• [Task instructions]:
Take the data below and filter it for lines containing the word "Result"; show each line found.
:::
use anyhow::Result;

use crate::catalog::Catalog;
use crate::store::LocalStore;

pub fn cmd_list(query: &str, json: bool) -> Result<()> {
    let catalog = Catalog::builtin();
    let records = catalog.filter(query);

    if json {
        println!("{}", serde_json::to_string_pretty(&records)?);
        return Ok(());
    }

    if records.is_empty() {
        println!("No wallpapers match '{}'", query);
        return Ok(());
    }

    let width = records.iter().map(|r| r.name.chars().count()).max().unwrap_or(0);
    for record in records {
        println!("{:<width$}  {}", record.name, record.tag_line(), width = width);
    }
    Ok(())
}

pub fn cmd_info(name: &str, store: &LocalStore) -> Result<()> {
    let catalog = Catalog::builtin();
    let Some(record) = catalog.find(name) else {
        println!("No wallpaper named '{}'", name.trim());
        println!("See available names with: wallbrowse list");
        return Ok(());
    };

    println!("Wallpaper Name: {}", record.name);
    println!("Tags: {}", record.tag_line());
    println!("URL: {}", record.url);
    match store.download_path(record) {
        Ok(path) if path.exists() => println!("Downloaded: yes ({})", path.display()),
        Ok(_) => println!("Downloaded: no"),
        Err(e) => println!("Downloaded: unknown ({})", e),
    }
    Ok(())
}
:::
• [Response to the exercise]:
use anyhow::Result;
pub fn cmd_list(query: &str, json: bool) -> Result<()> {
pub fn cmd_info(name: &str, store: &LocalStore) -> Result<()> {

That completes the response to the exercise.